(Dataset entries)
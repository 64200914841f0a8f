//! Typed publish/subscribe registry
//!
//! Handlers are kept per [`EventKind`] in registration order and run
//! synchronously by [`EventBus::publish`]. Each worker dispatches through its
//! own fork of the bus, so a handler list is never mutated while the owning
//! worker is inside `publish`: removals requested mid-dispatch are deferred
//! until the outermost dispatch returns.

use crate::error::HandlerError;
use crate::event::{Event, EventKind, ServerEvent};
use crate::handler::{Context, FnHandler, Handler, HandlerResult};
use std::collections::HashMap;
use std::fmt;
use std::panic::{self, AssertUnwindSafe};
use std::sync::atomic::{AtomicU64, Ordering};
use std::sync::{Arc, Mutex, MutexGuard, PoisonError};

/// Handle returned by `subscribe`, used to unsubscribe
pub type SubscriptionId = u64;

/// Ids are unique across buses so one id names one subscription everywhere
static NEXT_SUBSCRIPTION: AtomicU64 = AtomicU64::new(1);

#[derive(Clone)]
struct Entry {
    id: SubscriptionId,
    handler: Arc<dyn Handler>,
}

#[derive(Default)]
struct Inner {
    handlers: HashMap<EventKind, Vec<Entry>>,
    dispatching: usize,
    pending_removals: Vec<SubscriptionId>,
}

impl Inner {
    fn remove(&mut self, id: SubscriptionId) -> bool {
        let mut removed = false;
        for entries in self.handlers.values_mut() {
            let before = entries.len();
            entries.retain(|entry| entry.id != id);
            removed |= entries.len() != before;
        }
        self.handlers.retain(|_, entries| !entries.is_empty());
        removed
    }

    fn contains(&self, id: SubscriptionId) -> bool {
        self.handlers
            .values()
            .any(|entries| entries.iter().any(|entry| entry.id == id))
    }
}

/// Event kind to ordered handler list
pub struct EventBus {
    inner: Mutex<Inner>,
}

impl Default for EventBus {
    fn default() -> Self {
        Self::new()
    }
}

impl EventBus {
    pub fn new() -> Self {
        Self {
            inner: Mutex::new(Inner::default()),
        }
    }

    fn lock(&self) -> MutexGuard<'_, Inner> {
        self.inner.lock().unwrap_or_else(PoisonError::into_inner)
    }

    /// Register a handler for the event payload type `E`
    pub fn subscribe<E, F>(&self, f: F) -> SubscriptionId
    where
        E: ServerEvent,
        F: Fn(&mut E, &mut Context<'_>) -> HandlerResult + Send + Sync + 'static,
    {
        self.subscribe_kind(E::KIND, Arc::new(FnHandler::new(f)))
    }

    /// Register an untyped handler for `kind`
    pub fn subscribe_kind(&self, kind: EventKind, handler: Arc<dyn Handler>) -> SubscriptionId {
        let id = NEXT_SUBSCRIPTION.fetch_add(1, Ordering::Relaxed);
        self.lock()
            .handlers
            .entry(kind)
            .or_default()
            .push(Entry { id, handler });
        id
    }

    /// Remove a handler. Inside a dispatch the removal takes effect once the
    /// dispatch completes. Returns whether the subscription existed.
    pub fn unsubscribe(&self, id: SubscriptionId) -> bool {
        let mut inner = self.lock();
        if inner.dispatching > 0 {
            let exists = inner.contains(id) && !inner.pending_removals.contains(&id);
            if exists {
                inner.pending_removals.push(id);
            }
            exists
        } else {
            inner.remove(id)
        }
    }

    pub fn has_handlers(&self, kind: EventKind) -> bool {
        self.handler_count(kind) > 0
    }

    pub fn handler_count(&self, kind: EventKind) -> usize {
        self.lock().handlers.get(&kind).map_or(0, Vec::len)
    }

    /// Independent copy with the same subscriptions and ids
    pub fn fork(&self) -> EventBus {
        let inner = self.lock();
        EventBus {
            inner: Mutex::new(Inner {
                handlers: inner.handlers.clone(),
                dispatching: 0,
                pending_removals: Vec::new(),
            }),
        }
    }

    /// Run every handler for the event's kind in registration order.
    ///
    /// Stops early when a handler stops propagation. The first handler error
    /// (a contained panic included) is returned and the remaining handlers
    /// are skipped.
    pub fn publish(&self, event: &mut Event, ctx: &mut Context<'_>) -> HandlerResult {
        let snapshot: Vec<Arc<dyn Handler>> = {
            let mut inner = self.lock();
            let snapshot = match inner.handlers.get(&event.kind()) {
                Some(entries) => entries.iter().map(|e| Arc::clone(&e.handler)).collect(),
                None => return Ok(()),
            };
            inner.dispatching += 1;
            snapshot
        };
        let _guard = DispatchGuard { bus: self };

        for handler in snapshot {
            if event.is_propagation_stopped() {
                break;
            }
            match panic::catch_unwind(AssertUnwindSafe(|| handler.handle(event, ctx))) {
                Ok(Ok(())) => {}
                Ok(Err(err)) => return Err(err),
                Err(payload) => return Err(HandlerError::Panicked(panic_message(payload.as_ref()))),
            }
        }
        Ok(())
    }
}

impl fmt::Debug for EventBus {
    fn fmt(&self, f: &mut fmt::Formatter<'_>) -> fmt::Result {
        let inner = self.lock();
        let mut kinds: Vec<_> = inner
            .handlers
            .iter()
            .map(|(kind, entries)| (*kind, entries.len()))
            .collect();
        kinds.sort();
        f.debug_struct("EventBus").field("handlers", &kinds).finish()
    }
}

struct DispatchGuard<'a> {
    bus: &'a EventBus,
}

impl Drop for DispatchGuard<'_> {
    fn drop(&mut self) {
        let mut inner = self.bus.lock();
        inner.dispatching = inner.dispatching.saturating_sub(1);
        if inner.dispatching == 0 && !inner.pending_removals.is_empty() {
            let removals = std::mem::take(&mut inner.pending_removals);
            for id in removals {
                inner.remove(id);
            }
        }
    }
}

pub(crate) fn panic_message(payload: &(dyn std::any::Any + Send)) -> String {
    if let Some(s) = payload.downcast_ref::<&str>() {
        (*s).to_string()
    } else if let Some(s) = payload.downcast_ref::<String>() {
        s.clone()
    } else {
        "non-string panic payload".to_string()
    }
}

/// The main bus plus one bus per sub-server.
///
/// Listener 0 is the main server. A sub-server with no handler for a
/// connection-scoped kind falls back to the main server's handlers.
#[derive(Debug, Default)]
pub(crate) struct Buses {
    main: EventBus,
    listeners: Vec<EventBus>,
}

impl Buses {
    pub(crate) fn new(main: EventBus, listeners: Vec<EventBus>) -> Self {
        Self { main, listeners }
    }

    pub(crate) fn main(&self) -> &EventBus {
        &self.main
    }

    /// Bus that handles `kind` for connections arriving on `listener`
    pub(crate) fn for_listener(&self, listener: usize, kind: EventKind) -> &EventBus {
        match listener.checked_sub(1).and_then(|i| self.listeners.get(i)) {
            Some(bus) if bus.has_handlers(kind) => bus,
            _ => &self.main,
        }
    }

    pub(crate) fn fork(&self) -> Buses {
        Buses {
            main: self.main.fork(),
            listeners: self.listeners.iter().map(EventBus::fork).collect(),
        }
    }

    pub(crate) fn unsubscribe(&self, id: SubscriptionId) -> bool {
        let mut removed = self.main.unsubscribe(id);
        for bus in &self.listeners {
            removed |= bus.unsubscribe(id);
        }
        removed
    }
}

--

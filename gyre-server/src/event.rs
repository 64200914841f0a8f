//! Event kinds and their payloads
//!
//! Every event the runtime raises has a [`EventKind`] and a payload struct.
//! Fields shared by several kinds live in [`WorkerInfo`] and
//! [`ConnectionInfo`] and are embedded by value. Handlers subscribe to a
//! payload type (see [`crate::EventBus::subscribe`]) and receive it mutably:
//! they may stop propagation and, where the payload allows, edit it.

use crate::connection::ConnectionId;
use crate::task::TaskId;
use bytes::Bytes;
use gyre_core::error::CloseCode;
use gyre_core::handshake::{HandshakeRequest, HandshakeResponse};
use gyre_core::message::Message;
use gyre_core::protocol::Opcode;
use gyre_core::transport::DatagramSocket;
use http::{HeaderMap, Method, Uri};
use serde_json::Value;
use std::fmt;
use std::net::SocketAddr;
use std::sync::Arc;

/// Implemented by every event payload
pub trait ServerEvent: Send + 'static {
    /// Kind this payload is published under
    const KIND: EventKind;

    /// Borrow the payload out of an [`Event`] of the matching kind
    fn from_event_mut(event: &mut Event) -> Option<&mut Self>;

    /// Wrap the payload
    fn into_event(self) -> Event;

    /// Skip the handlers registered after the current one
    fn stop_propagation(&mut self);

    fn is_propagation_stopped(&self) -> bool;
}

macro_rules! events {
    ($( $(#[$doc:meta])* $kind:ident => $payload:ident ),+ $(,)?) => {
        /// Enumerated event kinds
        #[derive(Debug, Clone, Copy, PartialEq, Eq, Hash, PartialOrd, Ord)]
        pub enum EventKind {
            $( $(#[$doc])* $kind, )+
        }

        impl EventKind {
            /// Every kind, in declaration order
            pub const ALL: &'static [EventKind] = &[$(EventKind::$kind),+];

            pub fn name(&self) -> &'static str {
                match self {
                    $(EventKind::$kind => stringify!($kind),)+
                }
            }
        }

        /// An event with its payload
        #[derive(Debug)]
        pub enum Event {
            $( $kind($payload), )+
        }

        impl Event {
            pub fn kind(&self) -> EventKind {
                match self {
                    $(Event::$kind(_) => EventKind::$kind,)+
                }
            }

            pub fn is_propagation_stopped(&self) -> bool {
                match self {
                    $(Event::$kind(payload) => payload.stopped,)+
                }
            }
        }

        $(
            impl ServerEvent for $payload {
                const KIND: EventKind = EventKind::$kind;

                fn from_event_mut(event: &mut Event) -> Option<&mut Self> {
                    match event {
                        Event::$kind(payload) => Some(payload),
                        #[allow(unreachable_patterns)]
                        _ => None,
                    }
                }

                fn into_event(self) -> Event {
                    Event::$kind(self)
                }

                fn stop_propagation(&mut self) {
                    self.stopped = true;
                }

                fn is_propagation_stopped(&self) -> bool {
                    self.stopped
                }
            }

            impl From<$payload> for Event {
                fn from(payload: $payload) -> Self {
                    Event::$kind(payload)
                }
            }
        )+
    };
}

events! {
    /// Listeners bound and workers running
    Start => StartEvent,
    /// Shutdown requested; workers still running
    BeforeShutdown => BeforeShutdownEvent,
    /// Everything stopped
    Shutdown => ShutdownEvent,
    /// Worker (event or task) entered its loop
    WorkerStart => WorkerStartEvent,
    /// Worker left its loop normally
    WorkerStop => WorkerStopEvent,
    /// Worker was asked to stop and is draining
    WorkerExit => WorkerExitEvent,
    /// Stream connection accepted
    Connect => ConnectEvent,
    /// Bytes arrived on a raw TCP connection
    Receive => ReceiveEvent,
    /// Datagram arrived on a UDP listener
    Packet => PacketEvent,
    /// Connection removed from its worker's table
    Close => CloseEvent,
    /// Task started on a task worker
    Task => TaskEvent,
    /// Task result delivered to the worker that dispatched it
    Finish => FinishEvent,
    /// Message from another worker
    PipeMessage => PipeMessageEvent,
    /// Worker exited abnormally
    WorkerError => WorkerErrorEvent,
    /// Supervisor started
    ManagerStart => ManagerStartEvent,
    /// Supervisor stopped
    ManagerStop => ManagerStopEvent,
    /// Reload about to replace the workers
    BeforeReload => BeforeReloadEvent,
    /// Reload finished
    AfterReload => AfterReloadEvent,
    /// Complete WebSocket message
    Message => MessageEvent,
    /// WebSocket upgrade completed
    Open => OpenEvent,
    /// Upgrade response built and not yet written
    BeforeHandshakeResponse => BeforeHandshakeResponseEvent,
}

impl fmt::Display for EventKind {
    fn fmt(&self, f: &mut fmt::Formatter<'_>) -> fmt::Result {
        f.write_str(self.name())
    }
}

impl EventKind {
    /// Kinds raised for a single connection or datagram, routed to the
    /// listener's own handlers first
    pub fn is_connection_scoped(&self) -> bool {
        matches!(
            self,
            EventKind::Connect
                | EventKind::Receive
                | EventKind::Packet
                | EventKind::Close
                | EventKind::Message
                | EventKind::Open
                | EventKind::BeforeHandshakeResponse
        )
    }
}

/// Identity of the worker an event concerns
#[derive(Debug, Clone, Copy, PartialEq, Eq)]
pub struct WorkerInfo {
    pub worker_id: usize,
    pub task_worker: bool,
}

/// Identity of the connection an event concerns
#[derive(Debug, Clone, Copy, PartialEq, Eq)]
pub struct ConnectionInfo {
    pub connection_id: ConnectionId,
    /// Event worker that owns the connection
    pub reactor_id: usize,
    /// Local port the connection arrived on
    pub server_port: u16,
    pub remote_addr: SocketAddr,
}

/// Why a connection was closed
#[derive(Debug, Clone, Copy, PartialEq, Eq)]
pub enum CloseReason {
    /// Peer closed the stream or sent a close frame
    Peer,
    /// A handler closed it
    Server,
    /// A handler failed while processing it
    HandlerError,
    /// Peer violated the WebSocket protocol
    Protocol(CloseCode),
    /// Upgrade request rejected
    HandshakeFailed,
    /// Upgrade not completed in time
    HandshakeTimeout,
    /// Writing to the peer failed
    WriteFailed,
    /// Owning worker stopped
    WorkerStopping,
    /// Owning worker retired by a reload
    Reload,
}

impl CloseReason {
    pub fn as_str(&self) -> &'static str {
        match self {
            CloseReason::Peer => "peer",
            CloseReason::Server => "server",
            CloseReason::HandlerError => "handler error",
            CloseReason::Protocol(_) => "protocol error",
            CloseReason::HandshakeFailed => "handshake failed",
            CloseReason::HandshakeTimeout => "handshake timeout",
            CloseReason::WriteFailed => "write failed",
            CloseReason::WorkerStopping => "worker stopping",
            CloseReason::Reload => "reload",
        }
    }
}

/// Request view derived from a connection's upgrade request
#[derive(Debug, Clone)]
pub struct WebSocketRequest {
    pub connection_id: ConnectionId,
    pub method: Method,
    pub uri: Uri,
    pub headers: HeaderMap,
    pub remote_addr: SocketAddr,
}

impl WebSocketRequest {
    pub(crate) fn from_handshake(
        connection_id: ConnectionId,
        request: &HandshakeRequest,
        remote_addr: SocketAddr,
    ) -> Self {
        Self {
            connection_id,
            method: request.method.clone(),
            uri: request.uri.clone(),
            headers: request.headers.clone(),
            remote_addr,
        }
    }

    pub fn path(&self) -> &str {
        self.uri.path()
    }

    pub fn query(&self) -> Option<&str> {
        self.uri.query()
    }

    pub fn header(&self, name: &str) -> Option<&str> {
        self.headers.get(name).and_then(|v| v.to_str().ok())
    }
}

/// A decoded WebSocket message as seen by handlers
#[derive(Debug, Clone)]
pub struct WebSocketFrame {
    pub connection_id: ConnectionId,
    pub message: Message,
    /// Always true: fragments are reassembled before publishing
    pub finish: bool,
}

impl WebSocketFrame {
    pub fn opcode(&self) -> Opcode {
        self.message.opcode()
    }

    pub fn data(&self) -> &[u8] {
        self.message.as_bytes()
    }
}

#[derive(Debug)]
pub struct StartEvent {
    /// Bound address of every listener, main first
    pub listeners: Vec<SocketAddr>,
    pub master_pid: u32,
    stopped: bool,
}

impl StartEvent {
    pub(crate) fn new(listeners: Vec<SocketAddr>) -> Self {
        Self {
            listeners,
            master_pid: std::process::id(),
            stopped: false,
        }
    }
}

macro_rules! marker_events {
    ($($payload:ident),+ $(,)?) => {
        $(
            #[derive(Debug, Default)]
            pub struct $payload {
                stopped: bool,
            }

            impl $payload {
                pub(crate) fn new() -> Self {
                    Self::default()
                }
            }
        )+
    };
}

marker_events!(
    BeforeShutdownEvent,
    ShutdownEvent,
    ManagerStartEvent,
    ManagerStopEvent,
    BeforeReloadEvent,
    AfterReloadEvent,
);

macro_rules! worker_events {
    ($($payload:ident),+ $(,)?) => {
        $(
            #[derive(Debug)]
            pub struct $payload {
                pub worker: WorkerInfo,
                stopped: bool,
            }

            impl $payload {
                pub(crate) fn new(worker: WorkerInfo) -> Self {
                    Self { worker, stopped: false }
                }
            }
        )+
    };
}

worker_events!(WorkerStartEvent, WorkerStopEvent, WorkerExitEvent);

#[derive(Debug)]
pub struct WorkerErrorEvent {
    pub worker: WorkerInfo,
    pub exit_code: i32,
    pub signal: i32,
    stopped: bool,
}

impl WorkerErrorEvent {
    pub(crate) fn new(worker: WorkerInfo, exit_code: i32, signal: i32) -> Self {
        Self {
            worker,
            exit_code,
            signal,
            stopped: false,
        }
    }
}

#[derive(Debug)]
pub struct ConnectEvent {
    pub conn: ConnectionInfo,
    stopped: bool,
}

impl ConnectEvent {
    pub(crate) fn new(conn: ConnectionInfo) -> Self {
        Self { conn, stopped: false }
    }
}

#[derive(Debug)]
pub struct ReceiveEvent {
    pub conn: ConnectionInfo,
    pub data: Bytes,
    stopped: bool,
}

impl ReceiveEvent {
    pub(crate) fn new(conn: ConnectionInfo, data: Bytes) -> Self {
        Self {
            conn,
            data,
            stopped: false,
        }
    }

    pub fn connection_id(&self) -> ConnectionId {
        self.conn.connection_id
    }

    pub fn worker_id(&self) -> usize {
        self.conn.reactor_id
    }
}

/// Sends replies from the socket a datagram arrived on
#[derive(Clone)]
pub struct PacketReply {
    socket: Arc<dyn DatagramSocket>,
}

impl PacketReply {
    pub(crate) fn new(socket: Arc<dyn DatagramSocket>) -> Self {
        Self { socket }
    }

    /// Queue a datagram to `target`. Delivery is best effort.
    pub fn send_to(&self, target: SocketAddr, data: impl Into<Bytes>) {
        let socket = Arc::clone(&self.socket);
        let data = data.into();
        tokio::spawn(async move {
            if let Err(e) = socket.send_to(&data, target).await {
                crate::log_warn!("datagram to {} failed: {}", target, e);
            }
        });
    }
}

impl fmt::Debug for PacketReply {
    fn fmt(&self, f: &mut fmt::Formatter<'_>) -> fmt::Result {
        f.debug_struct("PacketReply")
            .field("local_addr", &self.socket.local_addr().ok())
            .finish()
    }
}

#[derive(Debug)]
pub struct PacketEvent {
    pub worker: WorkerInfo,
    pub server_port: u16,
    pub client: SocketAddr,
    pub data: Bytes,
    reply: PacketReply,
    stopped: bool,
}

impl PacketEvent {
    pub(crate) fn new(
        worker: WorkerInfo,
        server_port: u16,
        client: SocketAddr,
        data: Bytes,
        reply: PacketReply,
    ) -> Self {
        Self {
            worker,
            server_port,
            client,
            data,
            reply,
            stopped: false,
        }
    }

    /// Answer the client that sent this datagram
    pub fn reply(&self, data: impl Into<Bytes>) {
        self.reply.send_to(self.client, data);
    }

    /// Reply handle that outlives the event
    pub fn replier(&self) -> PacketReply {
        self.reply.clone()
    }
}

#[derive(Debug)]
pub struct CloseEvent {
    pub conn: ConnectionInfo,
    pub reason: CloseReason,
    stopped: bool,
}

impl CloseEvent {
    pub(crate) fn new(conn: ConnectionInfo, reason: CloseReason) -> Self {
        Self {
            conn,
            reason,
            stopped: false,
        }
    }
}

...

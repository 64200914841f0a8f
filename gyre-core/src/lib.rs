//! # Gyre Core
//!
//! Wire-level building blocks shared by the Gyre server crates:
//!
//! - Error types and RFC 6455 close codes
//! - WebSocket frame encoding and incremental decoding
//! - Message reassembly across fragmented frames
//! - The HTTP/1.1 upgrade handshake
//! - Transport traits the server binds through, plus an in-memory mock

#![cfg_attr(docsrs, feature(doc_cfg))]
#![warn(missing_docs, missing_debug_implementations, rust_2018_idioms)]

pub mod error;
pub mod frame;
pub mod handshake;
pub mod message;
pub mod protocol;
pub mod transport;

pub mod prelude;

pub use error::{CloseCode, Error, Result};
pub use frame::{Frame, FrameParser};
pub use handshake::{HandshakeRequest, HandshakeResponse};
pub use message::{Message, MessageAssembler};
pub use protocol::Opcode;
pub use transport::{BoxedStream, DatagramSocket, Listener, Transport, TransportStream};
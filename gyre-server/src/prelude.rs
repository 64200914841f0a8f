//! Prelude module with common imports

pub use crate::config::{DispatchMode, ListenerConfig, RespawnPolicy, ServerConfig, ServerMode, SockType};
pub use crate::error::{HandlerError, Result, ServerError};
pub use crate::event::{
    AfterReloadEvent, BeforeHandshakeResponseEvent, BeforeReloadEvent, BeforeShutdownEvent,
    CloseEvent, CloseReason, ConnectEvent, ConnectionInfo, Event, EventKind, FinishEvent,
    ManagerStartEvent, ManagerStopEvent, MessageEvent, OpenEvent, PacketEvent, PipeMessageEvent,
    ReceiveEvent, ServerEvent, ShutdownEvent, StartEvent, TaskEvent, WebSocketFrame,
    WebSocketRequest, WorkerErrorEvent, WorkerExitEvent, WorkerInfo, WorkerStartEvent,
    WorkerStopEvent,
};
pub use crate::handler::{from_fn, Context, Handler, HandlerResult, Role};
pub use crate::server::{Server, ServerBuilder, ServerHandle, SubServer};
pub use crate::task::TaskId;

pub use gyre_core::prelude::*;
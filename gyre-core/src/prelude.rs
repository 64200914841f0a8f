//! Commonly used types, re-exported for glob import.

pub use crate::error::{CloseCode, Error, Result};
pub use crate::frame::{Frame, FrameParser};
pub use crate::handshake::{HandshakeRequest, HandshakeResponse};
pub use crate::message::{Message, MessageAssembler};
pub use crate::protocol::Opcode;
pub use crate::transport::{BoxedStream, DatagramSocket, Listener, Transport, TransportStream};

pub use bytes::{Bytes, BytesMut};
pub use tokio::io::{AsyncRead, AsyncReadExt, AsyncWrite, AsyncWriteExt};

DIRECTIONS.
Identify each line in the records above containing the word "WorkerErrorEvent"; copy those lines.

EXERCISE OUTPUT.
    WorkerError => WorkerErrorEvent,
pub struct WorkerErrorEvent {
impl WorkerErrorEvent {
    WebSocketRequest, WorkerErrorEvent, WorkerExitEvent, WorkerInfo, WorkerStartEvent,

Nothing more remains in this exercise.